It didn't help that although my allotted visiting time was 1130 to 1230, and I was there on the dot, just before I arrived they'd taken her for a scan to check on her gastric bleed from a few days ago. I sat staring at the empty space where her bed should be until 1210 when Jennifer appeared back on the ward, but then had to leave 20 minutes later as my time was up and somebody else was waiting to start their visit with another patient.
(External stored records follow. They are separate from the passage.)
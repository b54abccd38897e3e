//! Analysis configuration loaded from TOML.
//!
//! Every section is optional; missing keys take the defaults below. The
//! `[[indices]]` array, when present, replaces the built-in catalogue.

use crate::timing::DEFAULT_BEST_DAY_COUNTS;
use chrono::NaiveDate;
use indexlab_core::data::{default_catalogue, IndexSpec};
use serde::{Deserialize, Serialize};
use std::collections::HashSet;
use std::path::{Path, PathBuf};
use thiserror::Error;

/// Earliest start date used when none is given.
pub const DEFAULT_START_DATE: &str = "1950-09-07";

#[derive(Debug, Error)]
pub enum ConfigError {
    #[error("failed to read config {path}: {source}")]
    Read {
        path: PathBuf,
        #[source]
        source: std::io::Error,
    },

    #[error("failed to parse config TOML: {0}")]
    Parse(#[from] toml::de::Error),

    #[error("start date {start} is after end date {end}")]
    InvalidRange { start: NaiveDate, end: NaiveDate },

    #[error("initial investment must be positive, got {0}")]
    NonPositiveInvestment(f64),

    #[error("timing.best_day_counts must not be empty")]
    EmptyBestDayCounts,

    #[error("index catalogue entry has an empty name")]
    EmptyIndexName,

    #[error("index '{0}' appears more than once with conflicting regions")]
    ConflictingIndex(String),

    #[error("index '{0}' has no primary or secondary symbol")]
    NoSymbols(String),
}

/// Top-level configuration document.
#[derive(Debug, Clone, PartialEq, Serialize, Deserialize)]
#[serde(deny_unknown_fields)]
pub struct AnalysisConfig {
    #[serde(default)]
    pub run: RunSection,
    #[serde(default)]
    pub timing: TimingSection,
    #[serde(default)]
    pub render: RenderConfig,
    /// Overrides the built-in catalogue when non-empty.
    #[serde(default, skip_serializing_if = "Vec::is_empty")]
    pub indices: Vec<IndexSpec>,
}

#[derive(Debug, Clone, PartialEq, Serialize, Deserialize)]
#[serde(deny_unknown_fields, default)]
pub struct RunSection {
    pub start_date: NaiveDate,
    /// `None` means today.
    pub end_date: Option<NaiveDate>,
    pub snapshot: PathBuf,
    pub output_dir: PathBuf,
    /// Ignore an existing snapshot and fetch again.
    pub refresh: bool,
    /// Resolve fallback chains on the rayon pool.
    pub parallel: bool,
}

impl Default for RunSection {
    fn default() -> Self {
        Self {
            start_date: NaiveDate::from_ymd_opt(1950, 9, 7).unwrap_or(NaiveDate::MIN),
            end_date: None,
            snapshot: PathBuf::from("market_indices_data.csv"),
            output_dir: PathBuf::from("reports"),
            refresh: false,
            parallel: false,
        }
    }
}

#[derive(Debug, Clone, PartialEq, Serialize, Deserialize)]
#[serde(deny_unknown_fields, default)]
pub struct TimingSection {
    pub index: String,
    pub initial_investment: f64,
    pub best_day_counts: Vec<usize>,
}

impl Default for TimingSection {
    fn default() -> Self {
        Self {
            index: "S&P 500 (US)".to_string(),
            initial_investment: 10_000.0,
            best_day_counts: DEFAULT_BEST_DAY_COUNTS.to_vec(),
        }
    }
}

/// Styling handed to whatever renders the exported tables.
#[derive(Debug, Clone, PartialEq, Serialize, Deserialize)]
#[serde(deny_unknown_fields, default)]
pub struct RenderConfig {
    /// Series colours, cycled in column order.
    pub palette: Vec<String>,
    pub font_family: String,
    pub font_fallbacks: Vec<String>,
    /// Plot cumulative returns on a log axis.
    pub log_scale_cumulative: bool,
}

impl Default for RenderConfig {
    fn default() -> Self {
        Self {
            palette: [
                "#003366", "#C0B283", "#2E8B57", "#D32F2F", "#5D4037", "#757575", "#0288D1",
                "#7B1FA2", "#388E3C", "#FBC02D", "#E64A19", "#455A64", "#1976D2", "#C2185B",
            ]
            .iter()
            .map(|c| c.to_string())
            .collect(),
            font_family: "sans-serif".to_string(),
            font_fallbacks: vec!["Arial".into(), "Helvetica".into(), "DejaVu Sans".into()],
            log_scale_cumulative: true,
        }
    }
}

impl Default for AnalysisConfig {
    fn default() -> Self {
        Self {
            run: RunSection::default(),
            timing: TimingSection::default(),
            render: RenderConfig::default(),
            indices: Vec::new(),
        }
    }
}

impl AnalysisConfig {
    /// Load and validate a config file.
    pub fn from_file(path: &Path) -> Result<Self, ConfigError> {
        let content = std::fs::read_to_string(path).map_err(|source| ConfigError::Read {
            path: path.to_path_buf(),
            source,
        })?;
        Self::from_toml(&content)
    }

    /// Parse and validate a TOML string.
    pub fn from_toml(content: &str) -> Result<Self, ConfigError> {
        let config: Self = toml::from_str(content)?;
        config.validate()?;
        Ok(config)
    }

    /// End date, defaulting to `today`.
    pub fn end_date_or(&self, today: NaiveDate) -> NaiveDate {
        self.run.end_date.unwrap_or(today)
    }

    /// The configured catalogue, or the built-in one.
    pub fn catalogue(&self) -> Vec<IndexSpec> {
        if self.indices.is_empty() {
            default_catalogue()
        } else {
            self.indices.clone()
        }
    }

    pub fn validate(&self) -> Result<(), ConfigError> {
        if let Some(end) = self.run.end_date {
            if self.run.start_date > end {
                return Err(ConfigError::InvalidRange {
                    start: self.run.start_date,
                    end,
                });
            }
        }
        let investment = self.timing.initial_investment;
        if !(investment.is_finite() && investment > 0.0) {
            return Err(ConfigError::NonPositiveInvestment(investment));
        }
        if self.timing.best_day_counts.is_empty() {
            return Err(ConfigError::EmptyBestDayCounts);
        }
        validate_catalogue(&self.indices)
    }
}

/// Names must be non-empty and carry at least one symbol. A repeated name is
/// an extra fallback link and must keep the same region.
fn validate_catalogue(indices: &[IndexSpec]) -> Result<(), ConfigError> {
    let mut seen: HashSet<(&str, indexlab_core::data::Region)> = HashSet::new();
    for spec in indices {
        if spec.name.trim().is_empty() {
            return Err(ConfigError::EmptyIndexName);
        }
        if spec.primary.is_none() && spec.fallbacks.is_empty() && spec.secondary.is_none() {
            return Err(ConfigError::NoSymbols(spec.name.clone()));
        }
        if seen.iter().any(|(n, r)| *n == spec.name && *r != spec.region) {
            return Err(ConfigError::ConflictingIndex(spec.name.clone()));
        }
        seen.insert((spec.name.as_str(), spec.region));
    }
    Ok(())
}

#[cfg(test)]
mod tests {
    use super::*;

    #[test]
    fn empty_document_takes_defaults() {
        let cfg = AnalysisConfig::from_toml("").unwrap();
        assert_eq!(cfg, AnalysisConfig::default());
        assert_eq!(cfg.run.start_date.to_string(), DEFAULT_START_DATE);
        assert_eq!(cfg.catalogue().len(), default_catalogue().len());
        assert_eq!(cfg.render.palette.len(), 14);
    }

    #[test]
    fn full_document_parses() {
        let toml = r##"
[run]
start_date = "2000-01-03"
end_date = "2020-12-31"
snapshot = "data/snap.csv"
refresh = true

[timing]
index = "Nikkei 225 (JP)"
initial_investment = 5000.0
best_day_counts = [10, 5]

[render]
palette = ["#000000"]
log_scale_cumulative = false

[[indices]]
name = "Nikkei 225 (JP)"
region = "Japan"
primary = "^N225"
"##;
        let cfg = AnalysisConfig::from_toml(toml).unwrap();
        assert!(cfg.run.refresh);
        assert_eq!(cfg.run.snapshot, PathBuf::from("data/snap.csv"));
        assert_eq!(cfg.run.output_dir, PathBuf::from("reports"));
        assert_eq!(cfg.timing.best_day_counts, vec![10, 5]);
        assert_eq!(cfg.render.font_family, "sans-serif");
        assert_eq!(cfg.catalogue().len(), 1);
        assert_eq!(
            cfg.end_date_or(NaiveDate::from_ymd_opt(2030, 1, 1).unwrap()).to_string(),
            "2020-12-31"
        );
    }

    #[test]
    fn unknown_keys_are_rejected() {
        let err = AnalysisConfig::from_toml("[run]\nstart = \"2000-01-01\"\n").unwrap_err();
        assert!(matches!(err, ConfigError::Parse(_)));
    }

    #[test]
    fn reversed_range_is_rejected() {
        let err = AnalysisConfig::from_toml(
            "[run]\nstart_date = \"2020-01-01\"\nend_date = \"2019-01-01\"\n",
        )
        .unwrap_err();
        assert!(matches!(err, ConfigError::InvalidRange { .. }));
    }

    #[test]
    fn non_positive_investment_is_rejected() {
        let err = AnalysisConfig::from_toml("[timing]\ninitial_investment = 0.0\n").unwrap_err();
        assert!(matches!(err, ConfigError::NonPositiveInvestment(_)));
    }

    #[test]
    fn index_without_symbols_is_rejected() {
        let toml = "[[indices]]\nname = \"X\"\nregion = \"Europe\"\n";
        assert!(matches!(
            AnalysisConfig::from_toml(toml),
            Err(ConfigError::NoSymbols(_))
        ));
    }

    #[test]
    fn repeated_name_with_other_region_is_rejected() {
        let toml = r#"
[[indices]]
name = "X"
region = "Europe"
primary = "A"

[[indices]]
name = "X"
region = "Japan"
primary = "B"
"#;
        assert!(matches!(
            AnalysisConfig::from_toml(toml),
            Err(ConfigError::ConflictingIndex(_))
        ));
    }
}
//! Single-index closing price series.

use chrono::NaiveDate;
use serde::{Deserialize, Serialize};

/// One daily close.
#[derive(Debug, Clone, Copy, PartialEq, Serialize, Deserialize)]
pub struct PricePoint {
    pub date: NaiveDate,
    pub close: f64,
}

impl PricePoint {
    pub fn new(date: NaiveDate, close: f64) -> Self {
        Self { date, close }
    }
}

/// Closing prices for one index, keyed by its display name.
///
/// Dates are strictly increasing and unique. Spacing is irregular because
/// every market keeps its own holiday calendar.
#[derive(Debug, Clone, PartialEq, Serialize, Deserialize)]
pub struct IndexSeries {
    name: String,
    points: Vec<PricePoint>,
}

impl IndexSeries {
    /// Build a series from raw points.
    ///
    /// Points are sorted by date; non-finite or non-positive closes are dropped
    /// and the first observation of a duplicated date wins.
    pub fn new(name: impl Into<String>, mut points: Vec<PricePoint>) -> Self {
        points.retain(|p| p.close.is_finite() && p.close > 0.0);
        // Stable sort keeps upstream order among equal dates.
        points.sort_by_key(|p| p.date);
        points.dedup_by_key(|p| p.date);
        Self {
            name: name.into(),
            points,
        }
    }

    /// Convenience constructor from `(date, close)` pairs.
    pub fn from_pairs(name: impl Into<String>, pairs: &[(NaiveDate, f64)]) -> Self {
        Self::new(
            name,
            pairs.iter().map(|&(d, c)| PricePoint::new(d, c)).collect(),
        )
    }

    pub fn name(&self) -> &str {
        &self.name
    }

    pub fn points(&self) -> &[PricePoint] {
        &self.points
    }

    pub fn len(&self) -> usize {
        self.points.len()
    }

    pub fn is_empty(&self) -> bool {
        self.points.is_empty()
    }

    pub fn first(&self) -> Option<&PricePoint> {
        self.points.first()
    }

    pub fn last(&self) -> Option<&PricePoint> {
        self.points.last()
    }

    pub fn closes(&self) -> Vec<f64> {
        self.points.iter().map(|p| p.close).collect()
    }

    /// Keep only points inside `[start, end]` inclusive.
    pub fn clip(mut self, start: NaiveDate, end: NaiveDate) -> Self {
        self.points.retain(|p| p.date >= start && p.date <= end);
        self
    }

    /// Same points under a different display name.
    pub fn renamed(mut self, name: impl Into<String>) -> Self {
        self.name = name.into();
        self
    }

    /// Simple returns between consecutive observations of this series.
    ///
    /// Element `i` is the return from point `i` to point `i + 1`, dated at
    /// point `i + 1`.
    pub fn daily_returns(&self) -> Vec<(NaiveDate, f64)> {
        self.points
            .windows(2)
            .map(|w| (w[1].date, w[1].close / w[0].close - 1.0))
            .collect()
    }
}

#[cfg(test)]
mod tests {
    use super::*;

    fn d(s: &str) -> NaiveDate {
        NaiveDate::parse_from_str(s, "%Y-%m-%d").unwrap()
    }

    #[test]
    fn new_sorts_and_dedups_keeping_first() {
        let s = IndexSeries::new(
            "X",
            vec![
                PricePoint::new(d("2024-01-03"), 102.0),
                PricePoint::new(d("2024-01-02"), 100.0),
                PricePoint::new(d("2024-01-03"), 999.0),
            ],
        );
        assert_eq!(s.len(), 2);
        assert_eq!(s.points()[0].date, d("2024-01-02"));
        assert_eq!(s.points()[1].close, 102.0);
    }

    #[test]
    fn new_drops_invalid_closes() {
        let s = IndexSeries::from_pairs(
            "X",
            &[
                (d("2024-01-02"), f64::NAN),
                (d("2024-01-03"), 0.0),
                (d("2024-01-04"), 101.0),
            ],
        );
        assert_eq!(s.len(), 1);
        assert_eq!(s.first().unwrap().date, d("2024-01-04"));
    }

    #[test]
    fn clip_is_inclusive() {
        let s = IndexSeries::from_pairs(
            "X",
            &[
                (d("2024-01-02"), 1.0),
                (d("2024-01-03"), 2.0),
                (d("2024-01-04"), 3.0),
                (d("2024-01-05"), 4.0),
            ],
        );
        let c = s.clip(d("2024-01-03"), d("2024-01-04"));
        assert_eq!(c.closes(), vec![2.0, 3.0]);
    }

    #[test]
    fn daily_returns_are_pairwise() {
        let s = IndexSeries::from_pairs("X", &[(d("2024-01-02"), 100.0), (d("2024-01-05"), 110.0)]);
        let r = s.daily_returns();
        assert_eq!(r.len(), 1);
        assert_eq!(r[0].0, d("2024-01-05"));
        assert!((r[0].1 - 0.1).abs() < 1e-12);
    }
}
Her eyes were open this time, but I'm presuming (hoping/praying) that the reason she seemed to look straight past me with no sign of recognition was that she was tired out from her scan session. She didn't say very much other than a few incoherent phrases, then closed her eyes and that was that.

I asked the staff nurse for an update on what their observations were. She did mention that Jennifer was quite agitated and vocal during the night, but it would be best if a doctor spoke to me later.

10 hours on, I'm still waiting, :( - I know they're busy but I'm going out of my mind with worry over what seems to be a sizeable step back from Jennifer's apparent progress at the beginning of the week. "Is there something they don't want to tell me?" is a thought I'm finding difficult to get out of my head.

I'm back tomorrow at 2.30pm this time to see if her levels of activity are different at a different time of day - certainly when she was in High Dependency, I got more of a connection later in the day than first thing in the morning.

Ward doctor tomorrow, be advised I'm coming looking for you. You can run but you can't hide!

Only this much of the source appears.